_Given data_.
::::

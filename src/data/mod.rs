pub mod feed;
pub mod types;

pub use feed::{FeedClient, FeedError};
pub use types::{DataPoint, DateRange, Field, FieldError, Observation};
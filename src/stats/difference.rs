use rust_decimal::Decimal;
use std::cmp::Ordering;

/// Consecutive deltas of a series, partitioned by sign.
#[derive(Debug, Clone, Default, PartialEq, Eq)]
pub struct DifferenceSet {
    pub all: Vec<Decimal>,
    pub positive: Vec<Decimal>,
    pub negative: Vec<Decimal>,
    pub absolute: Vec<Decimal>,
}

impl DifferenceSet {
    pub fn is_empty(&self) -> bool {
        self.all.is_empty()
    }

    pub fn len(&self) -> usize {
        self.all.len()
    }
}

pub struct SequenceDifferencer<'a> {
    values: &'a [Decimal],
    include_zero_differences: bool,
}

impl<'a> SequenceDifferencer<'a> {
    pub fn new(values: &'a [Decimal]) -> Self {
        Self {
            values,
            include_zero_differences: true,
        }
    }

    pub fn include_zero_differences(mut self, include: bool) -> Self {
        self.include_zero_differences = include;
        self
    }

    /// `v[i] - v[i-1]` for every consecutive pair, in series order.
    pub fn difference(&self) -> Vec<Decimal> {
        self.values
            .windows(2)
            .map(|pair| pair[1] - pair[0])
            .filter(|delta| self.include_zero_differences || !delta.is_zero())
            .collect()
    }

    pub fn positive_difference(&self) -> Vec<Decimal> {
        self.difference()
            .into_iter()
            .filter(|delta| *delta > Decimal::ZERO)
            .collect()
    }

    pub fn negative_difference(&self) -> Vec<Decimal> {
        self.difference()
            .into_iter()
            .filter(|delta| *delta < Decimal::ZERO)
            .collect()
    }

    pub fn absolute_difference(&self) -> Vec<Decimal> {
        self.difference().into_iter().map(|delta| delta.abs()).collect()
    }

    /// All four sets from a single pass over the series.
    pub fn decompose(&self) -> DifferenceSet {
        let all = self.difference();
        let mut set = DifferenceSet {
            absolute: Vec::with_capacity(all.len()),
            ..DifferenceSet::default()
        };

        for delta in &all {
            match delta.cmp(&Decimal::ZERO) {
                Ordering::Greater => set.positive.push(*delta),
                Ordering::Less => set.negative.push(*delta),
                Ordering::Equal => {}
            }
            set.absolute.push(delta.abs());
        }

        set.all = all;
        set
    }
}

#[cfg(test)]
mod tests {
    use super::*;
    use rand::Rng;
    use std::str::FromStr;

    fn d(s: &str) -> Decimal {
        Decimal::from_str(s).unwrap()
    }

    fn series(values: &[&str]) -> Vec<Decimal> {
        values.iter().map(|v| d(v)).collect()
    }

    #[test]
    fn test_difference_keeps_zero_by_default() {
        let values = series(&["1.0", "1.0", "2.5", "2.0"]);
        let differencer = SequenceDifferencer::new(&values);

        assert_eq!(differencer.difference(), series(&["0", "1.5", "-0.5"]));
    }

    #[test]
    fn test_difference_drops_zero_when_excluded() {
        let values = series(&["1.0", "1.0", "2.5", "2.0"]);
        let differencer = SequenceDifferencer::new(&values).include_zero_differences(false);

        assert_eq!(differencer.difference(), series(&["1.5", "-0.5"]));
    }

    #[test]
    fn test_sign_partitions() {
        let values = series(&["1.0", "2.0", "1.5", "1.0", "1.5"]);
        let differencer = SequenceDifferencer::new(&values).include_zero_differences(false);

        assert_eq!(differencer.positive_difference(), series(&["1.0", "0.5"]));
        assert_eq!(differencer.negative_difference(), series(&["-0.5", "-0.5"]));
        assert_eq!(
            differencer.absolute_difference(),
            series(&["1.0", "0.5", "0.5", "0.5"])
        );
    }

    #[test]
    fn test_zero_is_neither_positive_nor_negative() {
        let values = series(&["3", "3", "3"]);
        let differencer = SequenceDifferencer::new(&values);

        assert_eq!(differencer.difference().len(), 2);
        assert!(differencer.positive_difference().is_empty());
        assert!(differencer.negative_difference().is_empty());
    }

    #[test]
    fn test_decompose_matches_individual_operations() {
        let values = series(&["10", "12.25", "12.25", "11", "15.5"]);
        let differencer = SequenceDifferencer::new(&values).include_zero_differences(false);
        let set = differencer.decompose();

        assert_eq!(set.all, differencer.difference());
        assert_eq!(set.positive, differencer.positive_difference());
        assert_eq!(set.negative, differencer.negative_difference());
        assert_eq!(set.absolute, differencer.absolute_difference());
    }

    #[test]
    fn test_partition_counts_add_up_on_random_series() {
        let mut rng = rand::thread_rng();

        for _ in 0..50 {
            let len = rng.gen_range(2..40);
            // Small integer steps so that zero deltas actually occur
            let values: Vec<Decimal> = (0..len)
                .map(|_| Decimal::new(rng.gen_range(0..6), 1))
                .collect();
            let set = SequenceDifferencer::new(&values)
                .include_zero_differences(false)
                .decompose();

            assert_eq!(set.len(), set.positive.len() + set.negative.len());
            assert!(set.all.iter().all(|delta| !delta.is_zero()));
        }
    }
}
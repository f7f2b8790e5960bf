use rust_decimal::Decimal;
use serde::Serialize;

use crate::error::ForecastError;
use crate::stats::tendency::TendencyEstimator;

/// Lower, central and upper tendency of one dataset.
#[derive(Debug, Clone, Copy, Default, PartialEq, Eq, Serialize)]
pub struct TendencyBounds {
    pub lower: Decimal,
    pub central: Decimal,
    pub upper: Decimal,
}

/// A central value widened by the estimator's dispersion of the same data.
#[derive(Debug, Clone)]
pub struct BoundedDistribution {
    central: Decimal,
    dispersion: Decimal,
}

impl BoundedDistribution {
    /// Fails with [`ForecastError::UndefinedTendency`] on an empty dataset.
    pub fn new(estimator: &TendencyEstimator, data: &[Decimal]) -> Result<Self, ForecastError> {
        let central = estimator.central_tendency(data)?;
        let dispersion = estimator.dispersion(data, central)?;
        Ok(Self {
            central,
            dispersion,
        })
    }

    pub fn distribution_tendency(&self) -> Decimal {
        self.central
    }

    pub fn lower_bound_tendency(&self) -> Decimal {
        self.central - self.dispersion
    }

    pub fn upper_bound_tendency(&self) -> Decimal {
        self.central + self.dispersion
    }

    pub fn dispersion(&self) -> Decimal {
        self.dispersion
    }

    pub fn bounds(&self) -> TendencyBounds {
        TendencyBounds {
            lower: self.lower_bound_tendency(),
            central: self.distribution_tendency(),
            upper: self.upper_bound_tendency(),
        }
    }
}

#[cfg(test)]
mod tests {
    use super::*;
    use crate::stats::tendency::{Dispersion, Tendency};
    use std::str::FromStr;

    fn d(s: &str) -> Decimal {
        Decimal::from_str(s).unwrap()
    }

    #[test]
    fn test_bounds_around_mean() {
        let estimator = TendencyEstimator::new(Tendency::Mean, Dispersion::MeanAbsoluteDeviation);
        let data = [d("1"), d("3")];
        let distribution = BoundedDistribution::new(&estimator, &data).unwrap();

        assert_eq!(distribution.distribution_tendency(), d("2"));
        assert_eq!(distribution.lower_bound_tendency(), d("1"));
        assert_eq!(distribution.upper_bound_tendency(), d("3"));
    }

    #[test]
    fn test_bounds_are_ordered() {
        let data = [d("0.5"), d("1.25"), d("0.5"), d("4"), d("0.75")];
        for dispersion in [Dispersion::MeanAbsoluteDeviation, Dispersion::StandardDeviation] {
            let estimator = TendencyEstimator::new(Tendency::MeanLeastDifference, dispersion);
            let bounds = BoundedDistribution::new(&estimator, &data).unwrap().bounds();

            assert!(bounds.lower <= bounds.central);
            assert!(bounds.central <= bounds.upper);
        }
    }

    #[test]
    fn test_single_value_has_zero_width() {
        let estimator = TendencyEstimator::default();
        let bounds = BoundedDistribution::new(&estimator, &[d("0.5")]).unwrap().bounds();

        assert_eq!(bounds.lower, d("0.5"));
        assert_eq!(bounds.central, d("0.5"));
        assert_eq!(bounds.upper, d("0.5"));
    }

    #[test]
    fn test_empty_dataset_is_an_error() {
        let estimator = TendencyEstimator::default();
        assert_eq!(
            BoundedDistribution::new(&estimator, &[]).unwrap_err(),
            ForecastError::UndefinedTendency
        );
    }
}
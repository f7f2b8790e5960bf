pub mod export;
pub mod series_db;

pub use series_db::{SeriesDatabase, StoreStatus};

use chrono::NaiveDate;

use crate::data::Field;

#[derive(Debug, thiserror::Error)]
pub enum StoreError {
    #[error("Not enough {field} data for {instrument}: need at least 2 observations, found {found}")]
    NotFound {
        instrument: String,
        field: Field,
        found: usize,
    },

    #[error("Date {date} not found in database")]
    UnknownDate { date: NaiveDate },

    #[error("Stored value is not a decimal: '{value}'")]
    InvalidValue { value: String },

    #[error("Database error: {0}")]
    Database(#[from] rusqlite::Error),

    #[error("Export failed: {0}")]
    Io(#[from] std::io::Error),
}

::::

Above are the entries; copy out every line among them that contains the word "filename".

_Response area_.
filename src/data/mod.rs
filename src/stats/difference.rs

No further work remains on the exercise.